An x-interceps occurs when y=0.
Statement 1: a+b = -1
Case 1: a=1, b=-2
Substituting a=1 and b=-2 into y= (x+a)(x+b), we get:
y = (x+1)(x-2).
Here, y=0 when x=-1 or x=2.
Thus, the x-intercepts are -1 and 2.
Case 2: a=2, b=-3
Substituting a=2 and b=-3 into y= (x+a)(x+b), we get:
y = (x+2)(x-3).
Here, y=0 when x=-2 or x=3.
Thus, the x-intercepts are -2 and 3.
Since the x-intercepts are different in each case, INSUFFICIENT.
Statement 2: The graph intersects the y-axis at (0, -6)
Substituting (0, -6) into y = (x+a)(a+b), we get:
-6 = (0+a)(0+b)
-6 = ab.
Case 2 also satisfies statement 2, since ab=-6 if a=2 and b=-3.
In Case 2, the x-intercepts are -2 and 3.
Case 3: a=1, b=-6
Substituting a=1 and b=-6 into y= (x+a)(x+b), we get:
y = (x+1)(x-6).
Here, y=0 when x=-1 or x=6.
Thus, the x-intercepts are -1 and 6.
Since the x-intercepts are different in each case, INSUFFICIENT.
Statements combined:
Case 2 satisfies both statements.
In Case 2, the x-intercepts are -2 and 3.
Check whether any other combination for x and y will satisfy both ab=-6 and a+b = -1.

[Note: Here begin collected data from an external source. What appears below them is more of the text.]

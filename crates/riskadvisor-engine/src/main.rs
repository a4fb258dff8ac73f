//! CLI entry point for the RiskAdvisor engines.
//!
//! Designed for subprocess invocation from the API layer:
//! reads a JSON request from stdin, writes a JSON result to stdout.

use clap::{Parser, Subcommand};
use serde::de::DeserializeOwned;
use serde::Serialize;
use tracing_subscriber::{fmt, EnvFilter};

use riskadvisor_core::config::DEFAULT_FILE_PREFIX;
use riskadvisor_engine::trail;
use riskadvisor_engine::types::{
    HorizonRequest, OptimizeRequest, PackageRequest, ParetoRequest, SensitivityRequest,
    WargameRequest,
};
use riskadvisor_engine::{AdvisorEngine, EngineConfig};

#[derive(Parser)]
#[command(name = "riskadvisor")]
#[command(
    about = "Portfolio optimization, wargaming, and horizon planning for risk mitigation strategies"
)]
struct Cli {
    #[command(subcommand)]
    command: Command,

    /// Config file prefix (default: riskadvisor).
    #[arg(short, long, default_value = DEFAULT_FILE_PREFIX, global = true)]
    config: String,

    /// Pretty-print the JSON result.
    #[arg(long, global = true)]
    pretty: bool,
}

#[derive(Subcommand)]
enum Command {
    /// Recommend one portfolio for a risk tolerance (reads JSON from stdin).
    Optimize,
    /// Compute the approximate Pareto frontier (reads JSON from stdin).
    Pareto,
    /// Attack a portfolio and grade its robustness (reads JSON from stdin).
    Wargame,
    /// Split a budget across immediate, tactical and strategic horizons.
    Horizons,
    /// Build the executive decision package (reads JSON from stdin).
    Package,
    /// Per-strategy sensitivity of the recommended portfolio.
    Sensitivity,
}

fn main() -> anyhow::Result<()> {
    let filter = EnvFilter::try_from_default_env().unwrap_or_else(|_| EnvFilter::new("warn"));
    fmt().with_env_filter(filter).with_writer(std::io::stderr).init();

    let cli = Cli::parse();

    let config = load_engine_config(&cli.config);
    let trail_dir = config.trail_dir.clone();
    let engine = AdvisorEngine::new(config)?;

    match cli.command {
        Command::Optimize => {
            let request: OptimizeRequest = read_request()?;
            let mut session = trail::start_session(
                "optimize",
                serde_json::json!({
                    "strategies": request.strategies.len(),
                    "budget_limit": request.budget_limit,
                    "timeline_limit": request.timeline_limit,
                    "risk_tolerance": request.risk_tolerance,
                }),
            );
            let portfolio = engine.optimize(&request)?;
            trail::record_portfolio(
                &mut session,
                "optimize",
                &format!("{:?} tolerance over the Pareto frontier", request.risk_tolerance),
                &portfolio,
            );
            trail::finalize_and_store(session, trail_dir.as_deref());
            write_result(&portfolio, cli.pretty)?;
        }
        Command::Pareto => {
            let request: ParetoRequest = read_request()?;
            let mut session = trail::start_session(
                "pareto",
                serde_json::json!({
                    "strategies": request.strategies.len(),
                    "budget_limit": request.budget_limit,
                    "timeline_limit": request.timeline_limit,
                    "n_solutions": request.n_solutions,
                }),
            );
            let frontier = engine.pareto_frontier(&request)?;
            trail::record_frontier(&mut session, &frontier, None);
            trail::finalize_and_store(session, trail_dir.as_deref());
            write_result(&frontier, cli.pretty)?;
        }
        Command::Wargame => {
            let request: WargameRequest = read_request()?;
            let mut session = trail::start_session(
                "wargame",
                serde_json::json!({
                    "strategies": request.strategies.len(),
                    "available_budget": request.available_budget,
                    "risk_tolerance": request.risk_tolerance,
                    "selected": request.selected,
                }),
            );
            let assessment = engine.wargame(&request)?;
            trail::record_assessment(&mut session, &assessment);
            trail::finalize_and_store(session, trail_dir.as_deref());
            write_result(&assessment, cli.pretty)?;
        }
        Command::Horizons => {
            let request: HorizonRequest = read_request()?;
            let mut session = trail::start_session(
                "horizons",
                serde_json::json!({
                    "strategies": request.strategies.len(),
                    "total_budget": request.total_budget,
                    "risk_score": request.risk_score,
                    "allocation": request.allocation,
                }),
            );
            let plan = engine.horizons(&request)?;
            trail::record_plan(&mut session, &plan);
            trail::finalize_and_store(session, trail_dir.as_deref());
            write_result(&plan, cli.pretty)?;
        }
        Command::Package => {
            let request: PackageRequest = read_request()?;
            let mut session = trail::start_session(
                "package",
                serde_json::json!({
                    "strategies": request.strategies.len(),
                    "budget": request.budget,
                    "risk_score": request.risk_score,
                }),
            );
            let package = engine.decision_package(&request)?;
            trail::record_package(&mut session, &package);
            trail::finalize_and_store(session, trail_dir.as_deref());
            write_result(&package, cli.pretty)?;
        }
        Command::Sensitivity => {
            let request: SensitivityRequest = read_request()?;
            let mut session = trail::start_session(
                "sensitivity",
                serde_json::json!({
                    "strategies": request.strategies.len(),
                    "budget_limit": request.budget_limit,
                    "attribute": request.attribute,
                }),
            );
            let report = engine.sensitivity(&request)?;
            trail::record_sensitivity(&mut session, &report);
            trail::finalize_and_store(session, trail_dir.as_deref());
            write_result(&report, cli.pretty)?;
        }
    }

    Ok(())
}

fn read_request<T: DeserializeOwned>() -> anyhow::Result<T> {
    let input = std::io::read_to_string(std::io::stdin())?;
    Ok(serde_json::from_str(&input)?)
}

fn write_result<T: Serialize>(value: &T, pretty: bool) -> anyhow::Result<()> {
    let out = if pretty {
        serde_json::to_string_pretty(value)?
    } else {
        serde_json::to_string(value)?
    };
    println!("{out}");
    Ok(())
}

fn load_engine_config(file_prefix: &str) -> EngineConfig {
    match EngineConfig::load(file_prefix) {
        Ok(config) => config,
        Err(e) => {
            tracing::warn!(
                error = %e,
                file_prefix,
                "Failed to load configuration; using defaults"
            );
            EngineConfig::default()
        }
    }
}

Factor pairs for ab=-6 other than a=2 and b=-3:
a=-6, b=1
a=-3, b=2
a=-2, b=3
a=-1, b=6
a=1, b=-6
a=3, b=-2.
Only the option in red satisfies a+b=-1.
Case 4: a=-3, b=2
Substituting a=-3 and b=2 into y= (x+a)(x+b), we get:
y = (x-3)(x+2).
Here, y=0 when x=3 or x=-2.
Thus, the x-intercepts are -2 and 3.
Since Cases 2 and 4 yield the same x-intercepts, SUFFICIENT.
The correct answer is C.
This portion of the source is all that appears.